The Home Secretary wants a show? Let's give her one.

“Yes, Mo.”

I end the call. The SA is watching me patiently. “Yes?” he asks.

“It's the Mandate,” I tell him. “He's gone too far this time. I've got to go—”

“I'm coming with you,” he says, unfolding himself from his chair. “You said it's happening at the Chief Whip's residence, didn't you?” He rummages in his desk drawer and pulls out a bunch of ancient-looking keys.

“Yes—”

“Follow me.” He walks towards the curtained windows at the far end of his office. I stand and follow him, and he pulls back one of the ceiling-to-floor drapes at the side to reveal a narrow wooden casement, paneled, in which is set a keyhole. “Now let me see . . .” He works his way around the bunch of keys until he finds one to his liking. He inserts it in the keyhole, turns it, and the casement hinges open like a very narrow doorway. Beyond lies utter darkness. “Follow me,” he repeats, and slips sideways into the night.

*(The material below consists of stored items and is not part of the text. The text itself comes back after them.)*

use crate::cursor::TextCursor;
use crate::parser::{Parsed, Parser};

/// Parser combinator that makes a parser optional.
///
/// On success the value is wrapped in `Some`; on failure — no matter how
/// much input the attempt consumed — the result is `None` at the original
/// position. `optional` never fails and never consumes input on failure.
pub struct Optional<P> {
    parser: P,
}

impl<P> Optional<P> {
    pub fn new(parser: P) -> Self {
        Optional { parser }
    }
}

impl<'text, P> Parser<'text> for Optional<P>
where
    P: Parser<'text>,
{
    type Output = Option<P::Output>;

    fn parse(&self, cursor: TextCursor<'text>) -> Parsed<'text, Self::Output> {
        match self.parser.parse(cursor) {
            Ok((value, cursor)) => Ok((Some(value), cursor)),
            Err(_) => Ok((None, cursor)),
        }
    }
}

/// Like [`Optional`] but produces a caller-supplied default instead of
/// `None` when the parser fails.
pub struct OptionalOr<P, T> {
    parser: P,
    default: T,
}

impl<P, T> OptionalOr<P, T> {
    pub fn new(parser: P, default: T) -> Self {
        OptionalOr { parser, default }
    }
}

impl<'text, P, T> Parser<'text> for OptionalOr<P, T>
where
    P: Parser<'text, Output = T>,
    T: Clone,
{
    type Output = T;

    fn parse(&self, cursor: TextCursor<'text>) -> Parsed<'text, Self::Output> {
        match self.parser.parse(cursor) {
            Ok(result) => Ok(result),
            Err(_) => Ok((self.default.clone(), cursor)),
        }
    }
}

/// Convenience function to create an Optional parser
pub fn optional<'text, P>(parser: P) -> Optional<P>
where
    P: Parser<'text>,
{
    Optional::new(parser)
}

/// Convenience function to create an OptionalOr parser
pub fn optional_or<'text, P, T>(parser: P, default: T) -> OptionalOr<P, T>
where
    P: Parser<'text, Output = T>,
    T: Clone,
{
    OptionalOr::new(parser, default)
}

/// Extension trait to add .optional() method support for parsers
pub trait OptionalExt<'text>: Parser<'text> + Sized {
    fn optional(self) -> Optional<Self> {
        Optional::new(self)
    }

    fn optional_or(self, default: Self::Output) -> OptionalOr<Self, Self::Output>
    where
        Self::Output: Clone,
    {
        OptionalOr::new(self, default)
    }
}

impl<'text, P> OptionalExt<'text> for P where P: Parser<'text> {}

#[cfg(test)]
mod tests {
    use super::*;
    use crate::literal::literal;

    #[test]
    fn test_optional_success() {
        let parser = optional(literal("xx"));
        assert_eq!(parser.parse_text("xx").unwrap(), Some("xx"));
    }

    #[test]
    fn test_optional_failure_yields_none_unconsumed() {
        let parser = optional(literal("xx"));
        let (value, rest) = parser.parse_partial("xy").unwrap();
        assert_eq!(value, None);
        // Even though the attempt consumed an 'x' before failing, the
        // position is unchanged.
        assert_eq!(rest, "xy");
    }

    #[test]
    fn test_optional_or_default() {
        let parser = optional_or(literal("xx"), "k");
        assert_eq!(parser.parse_text("xx").unwrap(), "xx");
        assert_eq!(parser.parse_text("xy").unwrap(), "k");
    }

    #[test]
    fn test_optional_never_fails_on_empty_input() {
        let parser = literal("x").optional();
        assert_eq!(parser.parse_text("").unwrap(), None);
    }
}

I take a deep breath. “Where does this go?” I ask, tiptoeing after him.

“Sideways.” I can feel a smooth surface in front of my nose, and there's another wall behind me: it's so narrow I have to turn sideways, hoping I won't get stuck. The air is cool and fresh, and for some reason I know in my guts that there's no ceiling overhead, just an infinite expanse of not-sky. I glance over my left shoulder and see the rectangular column of light from the SA's office dwindling with each crabwise shuffle. “Not far now,” he reassures me.